Putin's "Billions" In Hidden Wealth De-Fang US, EU Financial Sanctions

Tyler Durden's Photo
by Tyler Durden
Monday, Feb 28, 2022 - 12:00 PM

It's a question that has long plagued ordinary Americans and Russians, as well as the US Treasury Department: how much hidden wealth does Russian President Vladimir Putin actually hold?

Before 2016, the personal wealth of the Russian leader was shrouded in mystery, but a series of leaks from inside the law firms and banks that dominate "offshore" finance - including the 2016 Panama Papers and the Pandora Papers released in October 2021 have offered some clues that the president's vast wealth stretches well beyond Russia's borders. The only problem is that, since most of this "hidden wealth" is officially registered in the names of others (often close friends and even former lovers of the Russian president whom he has known for years) it makes it difficult for US sanctions to truly be effective.

Officially, Putin earns about $140K per year (much less now given the moves in the ruble in FX markets), and owns a modest apartment in Moscow. But several  assets believed to belong to the Russian president, including a yacht known as "Putin's yacht" and a massive, billion-dollar dacha on the Black Sea known as "Putin's palace", have now been widely publicized.

Let's start with the palace.

Details about Putin's Black Sea palace were first publicized by imprisoned Russian dissident Alexei Navalny. The palace includes a movie theater, strip club, palatial bedrooms, hot tubs, and much more.

Here are some photos originally published by Navalny's organization and shared with Insider and the Associated Press:

Source: Insider

All told, more than 400 photos of the palace's exterior and interior have been published by Navalny.

Now, let's move on to "Putin's yacht".

Estimated to have cost $100 million, the luxury vessel, named Graceful, has long been tied to the Russian leader. Ship-tracking services captured the vessel leaving Germany for Russia just weeks before the invasion into Ukraine.

Source: NYT

There's also the question of several luxury properties, including a $4.1M apartment in Monaco, and a palatial villa in the South of France. The apartment in Monaco is registered to a woman suspected of being an ex-lover of Putin, while the French villa is registered to his ex-wife, Lyudmilla Putin, and her new husband.
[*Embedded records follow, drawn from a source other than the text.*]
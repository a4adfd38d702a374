//! Integration tests: staged execution, failure isolation and reruns.

#![allow(clippy::unwrap_used, clippy::expect_used)]

mod common;

use std::cell::RefCell;
use std::rc::Rc;

use common::{add_note_head, add_stem, link, sheet_with_systems};
use notescan_pipeline::diagnostics::NoClock;
use notescan_pipeline::{
    Mandatory, Pipeline, PipelineConfig, Scope, Sheet, SheetView, Step, StepError, StepLevel,
    StepProgress, StepState, SystemId,
};

type Log = Rc<RefCell<Vec<(&'static str, Scope)>>>;

/// A step that records where it ran and fails in one chosen system.
struct Recorder {
    name: &'static str,
    level: StepLevel,
    mandatory: Mandatory,
    deps: Vec<&'static str>,
    fail_in: Option<SystemId>,
    log: Log,
}

impl Recorder {
    fn system(name: &'static str, deps: &[&'static str], log: &Log) -> Self {
        Self {
            name,
            level: StepLevel::System,
            mandatory: Mandatory::Mandatory,
            deps: deps.to_vec(),
            fail_in: None,
            log: Rc::clone(log),
        }
    }

    fn sheet(name: &'static str, deps: &[&'static str], log: &Log) -> Self {
        Self {
            level: StepLevel::Sheet,
            ..Self::system(name, deps, log)
        }
    }

    fn failing_in(mut self, system: SystemId) -> Self {
        self.fail_in = Some(system);
        self
    }

    fn optional(mut self) -> Self {
        self.mandatory = Mandatory::Optional;
        self
    }
}

impl Step for Recorder {
    fn name(&self) -> &'static str {
        self.name
    }

    fn description(&self) -> &'static str {
        "recording step"
    }

    fn level(&self) -> StepLevel {
        self.level
    }

    fn mandatory(&self) -> Mandatory {
        self.mandatory
    }

    fn dependencies(&self) -> &[&'static str] {
        &self.deps
    }

    fn do_sheet(&self, _sheet: &mut Sheet) -> Result<(), StepError> {
        self.log.borrow_mut().push((self.name, Scope::Sheet));
        Ok(())
    }

    fn do_system(&self, _sheet: &mut Sheet, system: SystemId) -> Result<(), StepError> {
        self.log.borrow_mut().push((self.name, Scope::System(system)));
        if self.fail_in == Some(system) {
            return Err(StepError::Failed {
                step: self.name.to_string(),
                reason: "scripted failure".to_string(),
            });
        }
        Ok(())
    }
}

fn ran(log: &Log, name: &str) -> Vec<Scope> {
    log.borrow()
        .iter()
        .filter(|(step, _)| *step == name)
        .map(|&(_, scope)| scope)
        .collect()
}

fn system(index: usize) -> Scope {
    Scope::System(SystemId(index))
}

#[test]
fn failure_in_one_system_only_blocks_that_system() {
    let log = Log::default();
    let pipeline = Pipeline::builder()
        .step(Recorder::system("first", &[], &log).failing_in(SystemId(1)))
        .step(Recorder::system("second", &["first"], &log))
        .build()
        .unwrap();

    let mut sheet = sheet_with_systems(3);
    let mut progress = StepProgress::new();
    let diagnostics = pipeline.run(&mut sheet, &mut progress, None, &NoClock);

    assert_eq!(ran(&log, "first"), vec![system(0), system(1), system(2)]);
    assert_eq!(ran(&log, "second"), vec![system(0), system(2)]);
    assert_eq!(progress.state("second", system(1)), &StepState::Blocked);
    assert_eq!(progress.state("second", system(2)), &StepState::Done);
    assert!(matches!(
        progress.state("first", system(1)),
        StepState::Failed(reason) if reason.contains("scripted failure")
    ));

    assert_eq!(diagnostics.summary.done, 4);
    assert_eq!(diagnostics.summary.failed, 1);
    assert_eq!(diagnostics.summary.blocked, 1);
    assert!(diagnostics.report().contains("first @ system#1"));
}

#[test]
fn optional_failure_does_not_block() {
    let log = Log::default();
    let pipeline = Pipeline::builder()
        .step(Recorder::system("first", &[], &log).failing_in(SystemId(0)).optional())
        .step(Recorder::system("second", &["first"], &log))
        .build()
        .unwrap();

    let mut sheet = sheet_with_systems(2);
    let mut progress = StepProgress::new();
    let diagnostics = pipeline.run(&mut sheet, &mut progress, None, &NoClock);

    assert_eq!(ran(&log, "second"), vec![system(0), system(1)]);
    assert_eq!(diagnostics.summary.failed, 1);
    assert_eq!(diagnostics.summary.blocked, 0);
}

#[test]
fn sheet_step_waits_for_every_system() {
    let log = Log::default();
    let pipeline = Pipeline::builder()
        .step(Recorder::system("first", &[], &log).failing_in(SystemId(1)))
        .step(Recorder::sheet("summary", &["first"], &log))
        .build()
        .unwrap();

    let mut sheet = sheet_with_systems(2);
    let mut progress = StepProgress::new();
    pipeline.run(&mut sheet, &mut progress, None, &NoClock);

    assert!(ran(&log, "summary").is_empty());
    assert_eq!(progress.state("summary", Scope::Sheet), &StepState::Blocked);
}

#[test]
fn rerun_only_retries_what_did_not_complete() {
    let log = Log::default();
    let pipeline = Pipeline::builder()
        .step(Recorder::sheet("setup", &[], &log))
        .step(Recorder::system("first", &["setup"], &log).failing_in(SystemId(1)))
        .step(Recorder::system("second", &["first"], &log))
        .build()
        .unwrap();

    let mut sheet = sheet_with_systems(2);
    let mut progress = StepProgress::new();
    pipeline.run(&mut sheet, &mut progress, None, &NoClock);
    log.borrow_mut().clear();

    let diagnostics = pipeline.run(&mut sheet, &mut progress, None, &NoClock);
    assert!(ran(&log, "setup").is_empty());
    assert_eq!(ran(&log, "first"), vec![system(1)]);
    assert!(ran(&log, "second").is_empty());
    assert_eq!(diagnostics.summary.done, 3);
    assert_eq!(diagnostics.summary.failed, 1);
    assert_eq!(diagnostics.summary.blocked, 1);
}

#[test]
fn run_to_stops_at_the_target() {
    let log = Log::default();
    let pipeline = Pipeline::builder()
        .step(Recorder::sheet("setup", &[], &log))
        .step(Recorder::system("first", &["setup"], &log))
        .step(Recorder::system("second", &["first"], &log))
        .step(Recorder::sheet("unrelated", &[], &log))
        .build()
        .unwrap();

    let mut sheet = sheet_with_systems(1);
    let mut progress = StepProgress::new();
    let diagnostics = pipeline
        .run_to("first", &mut sheet, &mut progress, None, &NoClock)
        .unwrap();

    let names: Vec<&str> = diagnostics.steps.iter().map(|s| s.name.as_str()).collect();
    assert_eq!(names, vec!["setup", "first"]);
    assert!(ran(&log, "second").is_empty());
    assert!(ran(&log, "unrelated").is_empty());
    assert_eq!(progress.state("second", system(0)), &StepState::Pending);

    let err = pipeline
        .run_to("missing", &mut sheet, &mut progress, None, &NoClock)
        .unwrap_err();
    assert!(matches!(err, StepError::UnknownStep(ref name) if name == "missing"));
}

#[derive(Default)]
struct RecordingView {
    refreshed: Vec<String>,
    boards: Vec<(String, SystemId)>,
}

impl SheetView for RecordingView {
    fn refresh(&mut self, step: &str, _sheet: &Sheet) {
        self.refreshed.push(step.to_string());
    }

    fn add_check_board(&mut self, board: &str, system: SystemId) {
        self.boards.push((board.to_string(), system));
    }
}

#[test]
fn attached_view_is_refreshed_after_steps_that_ran() {
    let mut sheet = sheet_with_systems(2);
    let pipeline = Pipeline::standard(PipelineConfig::default()).unwrap();
    let mut progress = StepProgress::new();
    let mut view = RecordingView::default();

    pipeline.run(
        &mut sheet,
        &mut progress,
        Some(&mut view as &mut dyn SheetView),
        &NoClock,
    );
    assert_eq!(view.refreshed, vec!["horizontals", "stem_seeds", "glyphs"]);
    assert_eq!(view.boards, vec![("stems".to_string(), SystemId(0))]);

    pipeline.run(
        &mut sheet,
        &mut progress,
        Some(&mut view as &mut dyn SheetView),
        &NoClock,
    );
    assert_eq!(view.refreshed.len(), 3);
}

#[test]
fn standard_pipeline_rerun_is_a_no_op() {
    let mut sheet = sheet_with_systems(2);
    for (system, top) in [(SystemId(0), 0), (SystemId(1), 200)] {
        let [_, _, right] = add_note_head(&mut sheet, system, 100, top + 100);
        let stem = add_stem(&mut sheet, system, 124, top + 40);
        link(&mut sheet, right, stem);
    }

    let pipeline = Pipeline::standard(PipelineConfig::default()).unwrap();
    let mut progress = StepProgress::new();
    let first = pipeline.run(&mut sheet, &mut progress, None, &NoClock);
    assert_eq!(first.summary.glyph_count, 4);
    assert_eq!(first.summary.stem_count, 2);
    assert_eq!(first.summary.done, 5);

    let registered = sheet.store().len();
    let second = pipeline.run(&mut sheet, &mut progress, None, &NoClock);
    assert_eq!(second.summary.glyph_count, 4);
    assert_eq!(sheet.store().len(), registered);
    assert!(
        second
            .steps
            .iter()
            .flat_map(|s| s.outcomes.iter())
            .all(|(_, state)| state.is_done())
    );
}

#[test]
fn process_rejects_invalid_config() {
    let mut sheet = sheet_with_systems(1);
    let mut config = PipelineConfig::default();
    config.stems.min_length = notescan_pipeline::Fraction::new(-1.0);
    let err = notescan_pipeline::process(&mut sheet, &config, &NoClock).unwrap_err();
    assert!(matches!(
        err,
        StepError::Glyph(notescan_pipeline::GlyphError::InvalidConfig(_))
    ));
}

#[test]
fn process_rejects_oversized_tolerance() {
    let mut sheet = sheet_with_systems(2);
    let mut config = PipelineConfig::default();
    config.glyphs.stem_widen = notescan_pipeline::Fraction::new(1.0e9);
    let err = notescan_pipeline::process(&mut sheet, &config, &NoClock).unwrap_err();
    assert!(matches!(
        err,
        StepError::Glyph(notescan_pipeline::GlyphError::InvalidConfig(ref msg))
            if msg.contains("stem_widen")
    ));
}

#[test]
fn largest_tolerances_still_process_every_system() {
    let mut sheet = sheet_with_systems(2);
    for (system, top) in [(SystemId(0), 0), (SystemId(1), 200)] {
        let [_, _, right] = add_note_head(&mut sheet, system, 100, top + 100);
        let stem = add_stem(&mut sheet, system, 124, top + 40);
        link(&mut sheet, right, stem);
    }
    let mut config = PipelineConfig::default();
    config.glyphs.ledger_heighten = notescan_pipeline::GlyphConfig::MAX_TOLERANCE;
    config.glyphs.stem_widen = notescan_pipeline::GlyphConfig::MAX_TOLERANCE;
    config.glyphs.stem_heighten = notescan_pipeline::GlyphConfig::MAX_TOLERANCE;

    let diagnostics = notescan_pipeline::process(&mut sheet, &config, &NoClock).unwrap();
    assert_eq!(diagnostics.summary.failed, 0, "{}", diagnostics.report());
    assert_eq!(diagnostics.summary.done, 5);
    assert_eq!(sheet.system(SystemId(0)).unwrap().glyphs().len(), 2);
    assert_eq!(sheet.system(SystemId(1)).unwrap().glyphs().len(), 2);
}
Here's a photo of the villa.

Source: OCCRP

And a photo of the Monaco apartment building taken from inside one of its hallways.

Source: Washington Post

There's also the question of Sergei Roldugin, a cellist and longtime friend of Putin's (their friendship reportedly dates back to their childhoods in St. Petersburg), who was identified by the Panama Papers as holding tens of millions of dollars in assets supposedly on Putin's behalf (though he himself has denied this in interviews with the western press).

One advisor to the US government's efforts to sanction Putin and his allies and cut them off from the US financial system acknowledged in an interview with the NYT that the vast troves of hidden wealth belonging to Putin and allied Russian oligarchs are just "glorified press releases".

Paul Massaro, a senior adviser at the U.S. Helsinki Commission who has been counseling members of Congress on Russia sanctions, said it was not always clear to American officials what assets would be affected.

"It means that the sanctions that we hit these people with are largely going to be glorified press releases, because without knowing what these assets are, we can’t freeze them," he said.

Still, even if the United States has only a limited picture of Mr. Putin’s wealth, sanctions are worthwhile "just to freeze what we can, freeze what we know, and let people know that these people aren’t welcome in our system," Mr. Massaro said.

Estimates of Putin's wealth vary widely. But perhaps the largest ever recorded was shared by Bill Browder, a western financier who has become a prominent Putin critic (most notorious for sheparding the "Magnitsky Act" to fruition in the US), has testified before the US Congress that Putin's hidden wealth is more than $200 billion, making Putin the wealthiest man in the world, even moreso than Amazon founder Jeff Bezos, the NYT reports.

The Kremlin has denied all allegations that any of these assets belong to Putin, insisting that the Russian President is a man of "simple tastes" who has "no need for luxury".

But in the end, most of these estimates might be considered irrelevant. Given his immense power in Russia, and the unlikelihood that he will be "retiring" anytime soon. Even if he owns the French villa, or the Monaco apartment, does the Russian leader ever have an opportunity to use them? Or are these properties merely concrete repositories of supposedly "ill gotten" gains?

As Nate Sibley, a researcher at the Hudson Institute’s Kleptocracy Initiative, put it: Putin doesn't really need a vast fortune because he "controls everything" in Russia. "When people say he’s worth such and such, what does that mean?" he asked. "Are they really saying that he’s going to cash in and retire to St. Tropez?"